I would be happy to help where I can.

@lightvector
Copy link

lightvector commented Dec 16, 2019

Leela Zero is amazing work, and it's remarkable that it made it so far despite being the first serious open-sourced attempt and mostly groping in the dark as to early bugs and for ambiguous hyperparameters and implementation details not mentioned in papers.

Even retired, I expect Leela Zero will also probably stand for quite a while as the top (taking into account both strength and ease of use for users) open source essentially-"zero" bot. Neither SAI nor KataGo are quite zero, with both having liberty/chain-related features, and learning based on the board score giving additional regularization and learning signal beyond just a binary win/loss (although in different ways in the two bots) - and SAI also considering to add some change specifically targeted towards improving ladder reading (or so I hear from discord chat).

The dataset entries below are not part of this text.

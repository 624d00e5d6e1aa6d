//! Tool-loop agent implementation
//!
//! Runs a bounded model/tool loop: stream a completion, execute any tool
//! calls, feed results back, repeat until the model stops calling tools or
//! the iteration bound is hit. The final output is the last non-empty text
//! produced across iterations.

use std::sync::Arc;
use std::time::Instant;

use futures::StreamExt;
use serde_json::json;
use tracing::{debug, warn};

use super::{last_non_empty, Agent, AgentInvocation};
use crate::agents::config::AgentConfig;
use crate::agents::domain::{
    AgentChunk, AgentResponse, AgentStream, AgentStreamSender, Message, RunContext, ToolCallResult,
    ToolDefinition,
};
use crate::agents::error::AgentError;
use crate::agents::llm::{CompletionRequest, LlmProvider, ToolCallAccumulator};
use crate::domain::ToolPort;

/// Streaming agent with an optional tool loop
pub struct SimpleAgent {
    config: AgentConfig,
    llm: Arc<dyn LlmProvider>,
    tool_handler: Arc<dyn ToolPort>,
}

impl SimpleAgent {
    /// Create a new agent
    pub fn new(
        config: AgentConfig,
        llm: Arc<dyn LlmProvider>,
        tool_handler: Arc<dyn ToolPort>,
    ) -> Self {
        Self {
            config,
            llm,
            tool_handler,
        }
    }

    /// Interpolate `{{placeholder}}` references from the run context
    fn render_instructions(instructions: &str, context: &RunContext) -> String {
        let mut tera_ctx = tera::Context::new();
        for (key, value) in context.iter() {
            tera_ctx.insert(key, value);
        }

        match tera::Tera::one_off(instructions, &tera_ctx, false) {
            Ok(rendered) => rendered,
            Err(e) => {
                warn!("Failed to render instructions, using raw text: {}", e);
                instructions.to_string()
            }
        }
    }

    async fn build_tool_definitions(
        tool_handler: &Arc<dyn ToolPort>,
        allowed: &[String],
    ) -> Vec<ToolDefinition> {
        if allowed.is_empty() {
            return Vec::new();
        }

        let all_tools = match tool_handler.list_tools().await {
            Ok(tools) => tools,
            Err(e) => {
                warn!("Failed to list tools: {}", e);
                return Vec::new();
            }
        };

        // Entries ending in '*' match by prefix, e.g. "mcp__playwright_*"
        all_tools
            .into_iter()
            .filter(|t| {
                allowed.iter().any(|a| {
                    a == "*"
                        || a == &t.name
                        || (a.ends_with('*') && t.name.starts_with(a.trim_end_matches('*')))
                })
            })
            .map(|t| ToolDefinition {
                name: t.name,
                description: t.description,
                parameters: t.input_schema,
            })
            .collect()
    }

    async fn execute_internal(
        config: AgentConfig,
        llm: Arc<dyn LlmProvider>,
        tool_handler: Arc<dyn ToolPort>,
        invocation: AgentInvocation,
        sender: AgentStreamSender,
    ) {
        let start_time = Instant::now();

        let instructions = Self::render_instructions(&config.instructions, &invocation.context);

        let mut messages = vec![Message::system(instructions)];
        messages.extend(invocation.history);
        messages.push(Message::user(&invocation.prompt));

        let tools = Self::build_tool_definitions(&tool_handler, &config.tools).await;

        let mut all_tool_calls: Vec<ToolCallResult> = Vec::new();
        let mut iteration_outputs: Vec<String> = Vec::new();

        for iteration in 0..config.max_iterations {
            let request = CompletionRequest {
                messages: messages.clone(),
                model: Some(config.model.clone()),
                temperature: config.temperature,
                max_tokens: config.max_tokens,
                tools: if tools.is_empty() {
                    None
                } else {
                    Some(tools.clone())
                },
            };

            let mut stream = llm.complete_stream(request);
            let mut content = String::new();
            let mut tool_accumulator = ToolCallAccumulator::new();

            while let Some(result) = stream.next().await {
                match result {
                    Ok(chunk) => {
                        if !chunk.content.is_empty() {
                            content.push_str(&chunk.content);
                            if sender.send(AgentChunk::text(&chunk.content)).await.is_err() {
                                return;
                            }
                        }
                        for delta in &chunk.tool_calls {
                            tool_accumulator.apply_delta(delta);
                        }
                    }
                    Err(e) => {
                        let _ = sender.send_error(AgentError::Llm(e)).await;
                        return;
                    }
                }
            }

            iteration_outputs.push(content.clone());

            let tool_calls = tool_accumulator.build();
            if tool_calls.is_empty() {
                break;
            }

            debug!(
                agent = %config.name,
                iteration,
                count = tool_calls.len(),
                "Executing tool calls"
            );

            messages.push(Message::assistant_with_tools(&content, tool_calls.clone()));

            for tool_call in &tool_calls {
                if sender.send(AgentChunk::tool_call(tool_call)).await.is_err() {
                    return;
                }

                let result = tool_handler
                    .execute_tool(&tool_call.name, tool_call.arguments.clone())
                    .await;

                let tool_result = match result {
                    Ok(output) => ToolCallResult::success(
                        tool_call.id.clone(),
                        tool_call.name.clone(),
                        output,
                    ),
                    Err(e) if e.is_fatal() => {
                        // Server unreachable: abort the whole stage
                        let _ = sender.send_error(AgentError::ToolConnection(e.to_string())).await;
                        return;
                    }
                    Err(e) => {
                        // Execution failure goes back to the model as a
                        // payload so it can react
                        warn!(tool = %tool_call.name, "Tool failed: {}", e);
                        let mut r = ToolCallResult::failure(
                            tool_call.id.clone(),
                            tool_call.name.clone(),
                            e.to_string(),
                        );
                        r.output = json!({ "success": false, "error": e.to_string() });
                        r
                    }
                };

                if sender
                    .send(AgentChunk::tool_result(&tool_result))
                    .await
                    .is_err()
                {
                    return;
                }

                messages.push(Message::tool_result(
                    &tool_call.id,
                    &tool_call.name,
                    &tool_result.output,
                ));

                all_tool_calls.push(tool_result);
            }
        }

        let response = AgentResponse {
            output: last_non_empty(&iteration_outputs),
            tool_calls: all_tool_calls,
            execution_time_ms: start_time.elapsed().as_millis() as u64,
        };

        let _ = sender.send(AgentChunk::complete(response)).await;
    }
}

impl Agent for SimpleAgent {
    fn config(&self) -> &AgentConfig {
        &self.config
    }

    fn execute(&self, invocation: AgentInvocation) -> AgentStream {
        let (sender, stream) = AgentStream::channel(64);

        let config = self.config.clone();
        let llm = self.llm.clone();
        let tool_handler = self.tool_handler.clone();

        tokio::spawn(async move {
            Self::execute_internal(config, llm, tool_handler, invocation, sender).await;
        });

        stream
    }
}

#[cfg(test)]
mod tests {
    use super::*;
    use crate::agents::domain::RunContext;

    #[test]
    fn renders_context_placeholders() {
        let mut ctx = RunContext::new();
        ctx.set_str("chart_analysis", "bullish momentum on H4");
        let rendered = SimpleAgent::render_instructions(
            "Use this analysis: {{ chart_analysis }}",
            &ctx,
        );
        assert_eq!(rendered, "Use this analysis: bullish momentum on H4");
    }

    #[test]
    fn falls_back_to_raw_text_on_bad_template() {
        let ctx = RunContext::new();
        let raw = "Unbalanced {{ thing";
        assert_eq!(SimpleAgent::render_instructions(raw, &ctx), raw);
    }
}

If there will be any followup project, I would be excited if it was willing to try out any of the improvements in KataGo to get independent verification of their usefulness. Precisely to have the chance to contribute back in that regard, KataGo has stayed very close to "zero" in spirit, and maybe I haven't advertised this as well as I could have, but most of the big improvements found are general (not Go-specific!) methods (or at least, they should be, assuming they work outside of KataGo):

The big such methods that are compatible with "zero":

  • Visit/playout cap randomization - improving value/policy data balance.
  • Policy target pruning - enabling much greater experimentation with exploration and PUCT-alternatives while reducing the risk screwing up the policy target distribution, such as in the ways that @Naphthalin warned about above for LC0.
  • Predict the next few moves instead of only the current move - richer training signal, better regularization. And/or predict the next few board states.
  • Squeeze-excite / Global pooling
  • Using batch-renorm (as with LC0) or getting rid of batch norm entirely. LC0 explicitly found that batch-norm caused problems that could not be corrected by any amount of training, the ELF OpenGo paper actually also mentioned fiddly issues with batch norm, and some preliminary experiments I've tried suggest that using Fixup initialization, is sufficient to train a net without batch norm without apparent loss of strength (and without any additional regularization!).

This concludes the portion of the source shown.